[Collected data entries]
=== Section Start ===
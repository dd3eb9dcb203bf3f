use async_trait::async_trait;
use serde_json::json;
use std::collections::{BTreeSet, HashMap};
use std::sync::{Arc, Mutex, MutexGuard};
use std::time::Duration;
use uuid::Uuid;

use super::{
    IdentityProvider, NewRemoteUser, OrganizationPayload, RemoteError, RemoteOrganization, RemoteUser, RoleDefinition,
    UserProfilePayload,
};

/// One entry per remote operation, used to script failures and count calls
#[derive(Debug, Clone, Copy, PartialEq, Eq, Hash)]
pub enum IdpCall {
    CreateOrganization,
    UpdateOrganization,
    DeleteOrganization,
    CreateUser,
    UpdateUser,
    DeleteUser,
    SetUserSuspended,
    AssignUserToOrganization,
    AssignUserRoles,
    AssignOrganizationRoles,
    FindOrganizationRole,
    SetJitRoles,
}

#[derive(Debug, Default)]
struct IdpState {
    organizations: HashMap<String, RemoteOrganization>,
    users: HashMap<String, RemoteUser>,
    organization_roles: Vec<RoleDefinition>,
    jit_roles: HashMap<String, Vec<String>>,
    members: HashMap<String, BTreeSet<String>>,
    user_roles: HashMap<String, Vec<String>>,
    member_roles: HashMap<(String, String), Vec<String>>,
    failures: HashMap<IdpCall, (usize, RemoteError)>,
    calls: HashMap<IdpCall, usize>,
    latency: HashMap<IdpCall, Duration>,
}

/// In-process identity provider with scripted failures and per-call latency
#[derive(Debug, Clone)]
pub struct MemoryIdentityProvider {
    state: Arc<Mutex<IdpState>>,
}

impl Default for MemoryIdentityProvider {
    fn default() -> Self {
        Self::new()
    }
}

impl MemoryIdentityProvider {
    /// Seeded with one organization role per kind plus `Owner`
    pub fn new() -> Self {
        let organization_roles = ["Owner", "Distributor", "Reseller", "Customer"]
            .iter()
            .map(|name| RoleDefinition {
                id: format!("role-{}", name.to_lowercase()),
                name: name.to_string(),
                description: None,
            })
            .collect();

        Self {
            state: Arc::new(Mutex::new(IdpState {
                organization_roles,
                ..IdpState::default()
            })),
        }
    }

    fn lock(&self) -> MutexGuard<'_, IdpState> {
        // A panicked test thread must not wedge the others
        self.state.lock().unwrap_or_else(|poisoned| poisoned.into_inner())
    }

    /// Make the next `times` calls of `call` fail with `error`
    pub fn fail(&self, call: IdpCall, times: usize, error: RemoteError) {
        self.lock().failures.insert(call, (times, error));
    }

    pub fn set_latency(&self, call: IdpCall, latency: Duration) {
        self.lock().latency.insert(call, latency);
    }

    /// Number of attempts made for `call`, failed ones included
    pub fn calls(&self, call: IdpCall) -> usize {
        self.lock().calls.get(&call).copied().unwrap_or(0)
    }

    pub fn organization(&self, id: &str) -> Option<RemoteOrganization> {
        self.lock().organizations.get(id).cloned()
    }

    pub fn user(&self, id: &str) -> Option<RemoteUser> {
        self.lock().users.get(id).cloned()
    }

    pub fn organization_count(&self) -> usize {
        self.lock().organizations.len()
    }

    pub fn user_count(&self) -> usize {
        self.lock().users.len()
    }

    pub fn jit_roles(&self, org_id: &str) -> Vec<String> {
        self.lock().jit_roles.get(org_id).cloned().unwrap_or_default()
    }

    pub fn is_member(&self, org_id: &str, user_id: &str) -> bool {
        self.lock()
            .members
            .get(org_id)
            .map(|m| m.contains(user_id))
            .unwrap_or(false)
    }

    pub fn organization_roles_of(&self, org_id: &str, user_id: &str) -> Vec<String> {
        self.lock()
            .member_roles
            .get(&(org_id.to_string(), user_id.to_string()))
            .cloned()
            .unwrap_or_default()
    }

    pub fn user_roles(&self, user_id: &str) -> Vec<String> {
        self.lock().user_roles.get(user_id).cloned().unwrap_or_default()
    }

    /// Count the call, wait out its latency, then consume a scripted failure if any
    async fn enter(&self, call: IdpCall) -> Result<(), RemoteError> {
        let latency = {
            let mut state = self.lock();
            *state.calls.entry(call).or_insert(0) += 1;
            state.latency.get(&call).copied()
        };

        if let Some(latency) = latency {
            tokio::time::sleep(latency).await;
        }

        let mut state = self.lock();
        if let Some((remaining, error)) = state.failures.get_mut(&call) {
            if *remaining > 0 {
                *remaining -= 1;
                return Err(error.clone());
            }
        }
        Ok(())
    }
}

fn not_found(entity: &str, id: &str) -> RemoteError {
    RemoteError::from_status(
        404,
        &json!({ "code": "entity.not_exists", "message": format!("{} {} does not exist", entity, id) }).to_string(),
    )
}

#[async_trait]
impl IdentityProvider for MemoryIdentityProvider {
    async fn create_organization(&self, payload: &OrganizationPayload) -> Result<RemoteOrganization, RemoteError> {
        self.enter(IdpCall::CreateOrganization).await?;
        let org = RemoteOrganization {
            id: Uuid::new_v4().simple().to_string(),
            name: payload.name.clone(),
            description: Some(payload.description.clone()),
            custom_data: payload.custom_data.clone(),
        };
        self.lock().organizations.insert(org.id.clone(), org.clone());
        Ok(org)
    }

    async fn update_organization(&self, id: &str, payload: &OrganizationPayload) -> Result<RemoteOrganization, RemoteError> {
        self.enter(IdpCall::UpdateOrganization).await?;
        let mut state = self.lock();
        let org = state
            .organizations
            .get_mut(id)
            .ok_or_else(|| not_found("organization", id))?;
        org.name = payload.name.clone();
        org.description = Some(payload.description.clone());
        org.custom_data = payload.custom_data.clone();
        Ok(org.clone())
    }

    async fn delete_organization(&self, id: &str) -> Result<(), RemoteError> {
        self.enter(IdpCall::DeleteOrganization).await?;
        let mut state = self.lock();
        state
            .organizations
            .remove(id)
            .ok_or_else(|| not_found("organization", id))?;
        state.members.remove(id);
        state.jit_roles.remove(id);
        Ok(())
    }

    async fn create_user(&self, user: &NewRemoteUser) -> Result<RemoteUser, RemoteError> {
        self.enter(IdpCall::CreateUser).await?;
        let mut state = self.lock();
        let taken = state.users.values().any(|u| {
            u.username.as_deref() == Some(user.username.as_str())
                || u.primary_email.as_deref() == Some(user.primary_email.as_str())
        });
        if taken {
            return Err(RemoteError::from_status(
                422,
                &json!({ "code": "user.username_already_in_use", "message": "This username is already in use." })
                    .to_string(),
            ));
        }

        let created = RemoteUser {
            id: Uuid::new_v4().simple().to_string(),
            username: Some(user.username.clone()),
            primary_email: Some(user.primary_email.clone()),
            name: Some(user.name.clone()),
            is_suspended: false,
        };
        state.users.insert(created.id.clone(), created.clone());
        Ok(created)
    }

    async fn update_user(&self, id: &str, profile: &UserProfilePayload) -> Result<RemoteUser, RemoteError> {
        self.enter(IdpCall::UpdateUser).await?;
        let mut state = self.lock();
        let user = state.users.get_mut(id).ok_or_else(|| not_found("user", id))?;
        if let Some(name) = &profile.name {
            user.name = Some(name.clone());
        }
        if let Some(email) = &profile.primary_email {
            user.primary_email = Some(email.clone());
        }
        Ok(user.clone())
    }

    async fn delete_user(&self, id: &str) -> Result<(), RemoteError> {
        self.enter(IdpCall::DeleteUser).await?;
        let mut state = self.lock();
        state.users.remove(id).ok_or_else(|| not_found("user", id))?;
        for members in state.members.values_mut() {
            members.remove(id);
        }
        state.user_roles.remove(id);
        Ok(())
    }

    async fn set_user_suspended(&self, id: &str, suspended: bool) -> Result<(), RemoteError> {
        self.enter(IdpCall::SetUserSuspended).await?;
        let mut state = self.lock();
        let user = state.users.get_mut(id).ok_or_else(|| not_found("user", id))?;
        user.is_suspended = suspended;
        Ok(())
    }

    async fn assign_user_to_organization(&self, org_id: &str, user_id: &str) -> Result<(), RemoteError> {
        self.enter(IdpCall::AssignUserToOrganization).await?;
        let mut state = self.lock();
        if !state.organizations.contains_key(org_id) {
            return Err(not_found("organization", org_id));
        }
        if !state.users.contains_key(user_id) {
            return Err(not_found("user", user_id));
        }
        state
            .members
            .entry(org_id.to_string())
            .or_default()
            .insert(user_id.to_string());
        Ok(())
    }

    async fn assign_user_roles(&self, user_id: &str, role_ids: &[String]) -> Result<(), RemoteError> {
        self.enter(IdpCall::AssignUserRoles).await?;
        let mut state = self.lock();
        if !state.users.contains_key(user_id) {
            return Err(not_found("user", user_id));
        }
        state
            .user_roles
            .entry(user_id.to_string())
            .or_default()
            .extend(role_ids.iter().cloned());
        Ok(())
    }

    async fn assign_organization_roles(&self, org_id: &str, user_id: &str, role_ids: &[String]) -> Result<(), RemoteError> {
        self.enter(IdpCall::AssignOrganizationRoles).await?;
        let mut state = self.lock();
        let is_member = state
            .members
            .get(org_id)
            .map(|m| m.contains(user_id))
            .unwrap_or(false);
        if !is_member {
            return Err(not_found("organization member", user_id));
        }
        state
            .member_roles
            .entry((org_id.to_string(), user_id.to_string()))
            .or_default()
            .extend(role_ids.iter().cloned());
        Ok(())
    }

    async fn find_organization_role(&self, name: &str) -> Result<RoleDefinition, RemoteError> {
        self.enter(IdpCall::FindOrganizationRole).await?;
        self.lock()
            .organization_roles
            .iter()
            .find(|r| r.name.eq_ignore_ascii_case(name))
            .cloned()
            .ok_or_else(|| RemoteError::transport(format!("organization role {} not found", name)))
    }

    async fn set_jit_roles(&self, org_id: &str, role_ids: &[String]) -> Result<(), RemoteError> {
        self.enter(IdpCall::SetJitRoles).await?;
        let mut state = self.lock();
        if !state.organizations.contains_key(org_id) {
            return Err(not_found("organization", org_id));
        }
        state.jit_roles.insert(org_id.to_string(), role_ids.to_vec());
        Ok(())
    }
}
=== Section End ===
• **WHAT YOU WILL DO**: Gather up the lines containing the word "scripted" from these records and copy them.

• **ANSWER TO THIS TASK**:
/// In-process identity provider with scripted failures and per-call latency
    /// Count the call, wait out its latency, then consume a scripted failure if any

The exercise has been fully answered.